As illustrated in FIG. 2 , the video search system 10 according to the first example embodiment is configured to search for a desired video or picture (specifically, a video corresponding to a search query inputted by a user) from accumulated videos or pictures. The video that is a search target includes, but is not particularly limited to, for example, a video lifelog. The video may be accumulated, for example, in the storage apparatus 14 (see FIG. 1 ) or the like, or may be accumulated in a storage unit external to the system (e.g., a server, etc.). The video search system 10 includes, as functional blocks for realizing its function, an object tag acquisition unit 110, a search query acquisition unit 120, a similarity calculation unit 130, and a video search unit 140. These functional blocks are implemented, for example, in the CPU 11 (see FIG. 1 ).
The object tag acquisition unit 110 is configured to obtain an object tag from the accumulated videos. The object tag is information about an object that appears in a video, and is associated with each object in the video.

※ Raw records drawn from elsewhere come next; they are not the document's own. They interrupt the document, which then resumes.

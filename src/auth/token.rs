//! Signed session tokens.
//!
//! Access and refresh tokens are both HS256 JWTs carrying the same [`Claims`];
//! they differ only in the secret that signs them and in their lifetime. A
//! refresh token can therefore never pass as an access token and vice versa.

use chrono::{DateTime, Duration, SubsecRound, Utc};
use jsonwebtoken::{decode, encode, Algorithm, DecodingKey, EncodingKey, Header, Validation};
use serde::{Deserialize, Serialize};
use thiserror::Error;
use uuid::Uuid;

use crate::models::User;

/// Which of the two token families a token belongs to.
#[derive(Debug, Clone, Copy, PartialEq, Eq)]
pub enum TokenKind {
    Access,
    Refresh,
}

impl TokenKind {
    pub fn lifetime(self) -> Duration {
        match self {
            TokenKind::Access => Duration::minutes(15),
            TokenKind::Refresh => Duration::days(7),
        }
    }
}

/// Payload of every token this service issues.
#[derive(Debug, Clone, PartialEq, Eq, Serialize, Deserialize)]
pub struct Claims {
    #[serde(rename = "userId")]
    pub user_id: i32,
    pub email: String,
    pub name: String,
    pub surname: String,
    /// Issued-at, seconds since the epoch.
    pub iat: i64,
    /// Expiry, seconds since the epoch.
    pub exp: i64,
    /// Random per-token id; two tokens minted in the same second still differ.
    pub jti: String,
}

/// A freshly signed token and the instant its `exp` claim points at.
#[derive(Debug, Clone)]
pub struct IssuedToken {
    pub token: String,
    pub expires_at: DateTime<Utc>,
}

/// Malformed, forged and expired tokens all end up here.
#[derive(Debug, Error)]
#[error("invalid token: {0}")]
pub struct InvalidToken(#[from] jsonwebtoken::errors::Error);

#[derive(Clone)]
struct KeyPair {
    encoding: EncodingKey,
    decoding: DecodingKey,
}

impl KeyPair {
    fn from_secret(secret: &str) -> Self {
        Self {
            encoding: EncodingKey::from_secret(secret.as_bytes()),
            decoding: DecodingKey::from_secret(secret.as_bytes()),
        }
    }
}

/// Mints and verifies access and refresh tokens.
#[derive(Clone)]
pub struct TokenIssuer {
    access: KeyPair,
    refresh: KeyPair,
    validation: Validation,
}

impl TokenIssuer {
    pub fn new(access_secret: &str, refresh_secret: &str) -> Self {
        let mut validation = Validation::new(Algorithm::HS256);
        validation.leeway = 0;
        Self {
            access: KeyPair::from_secret(access_secret),
            refresh: KeyPair::from_secret(refresh_secret),
            validation,
        }
    }

    fn keys(&self, kind: TokenKind) -> &KeyPair {
        match kind {
            TokenKind::Access => &self.access,
            TokenKind::Refresh => &self.refresh,
        }
    }

    pub fn issue_access(&self, user: &User) -> Result<IssuedToken, jsonwebtoken::errors::Error> {
        self.issue_at(TokenKind::Access, user, Utc::now())
    }

    pub fn issue_refresh(&self, user: &User) -> Result<IssuedToken, jsonwebtoken::errors::Error> {
        self.issue_at(TokenKind::Refresh, user, Utc::now())
    }

    /// Signs a token as if the current time were `now`.
    pub fn issue_at(
        &self,
        kind: TokenKind,
        user: &User,
        now: DateTime<Utc>,
    ) -> Result<IssuedToken, jsonwebtoken::errors::Error> {
        let issued_at = now.trunc_subsecs(0);
        let expires_at = issued_at + kind.lifetime();
        let claims = Claims {
            user_id: user.id,
            email: user.email.clone(),
            name: user.name.clone(),
            surname: user.surname.clone(),
            iat: issued_at.timestamp(),
            exp: expires_at.timestamp(),
            jti: Uuid::new_v4().to_string(),
        };
        let token = encode(
            &Header::new(Algorithm::HS256),
            &claims,
            &self.keys(kind).encoding,
        )?;
        Ok(IssuedToken { token, expires_at })
    }

    /// Checks signature and expiry against the secret of `kind`.
    pub fn verify(&self, token: &str, kind: TokenKind) -> Result<Claims, InvalidToken> {
        let data = decode::<Claims>(token, &self.keys(kind).decoding, &self.validation)?;
        Ok(data.claims)
    }
}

However, a plurality of object tags may be associated with one object. The object tag is typically a common noun, but may be associated as a proper noun, for example, by performing an identity test or the like (i.e., it may be a unique identification information that individually identifies an object). The object tag may also indicate information other than the name of an object (e.g., shape, property, etc.). The object tag acquisition unit 110 may obtain the object tag, for example, in frame units of a video. The object tag acquisition unit 110 may include a storage unit that stores the obtained object tag. The object tag may be stored in the storage unit in each frame unit of each video, for example, as illustrated in FIG. 3 . The object tag obtained by the object tag acquisition unit 110 is configured to be outputted to the similarity calculation unit 130.
The search query acquisition unit 120 is configured to obtain a search query inputted by the user. The search query includes information about a video desired by the user (i.e., a video to be searched for). The search query is inputted, for example, as a natural language. The search query in this case may include, for example, multiple words or phrases. An example of the search query that is a natural language includes “a sandwich that I ate while using a computer,” “a distillation still that I visited,” and “lunch that I had in Hokkaido,” or the like. The user may input the search query, for example, by using the input apparatus 15 (see FIG. 1 , etc.). The search query obtained by the search query acquisition unit 120 is configured to be outputted to the similarity calculation unit 130.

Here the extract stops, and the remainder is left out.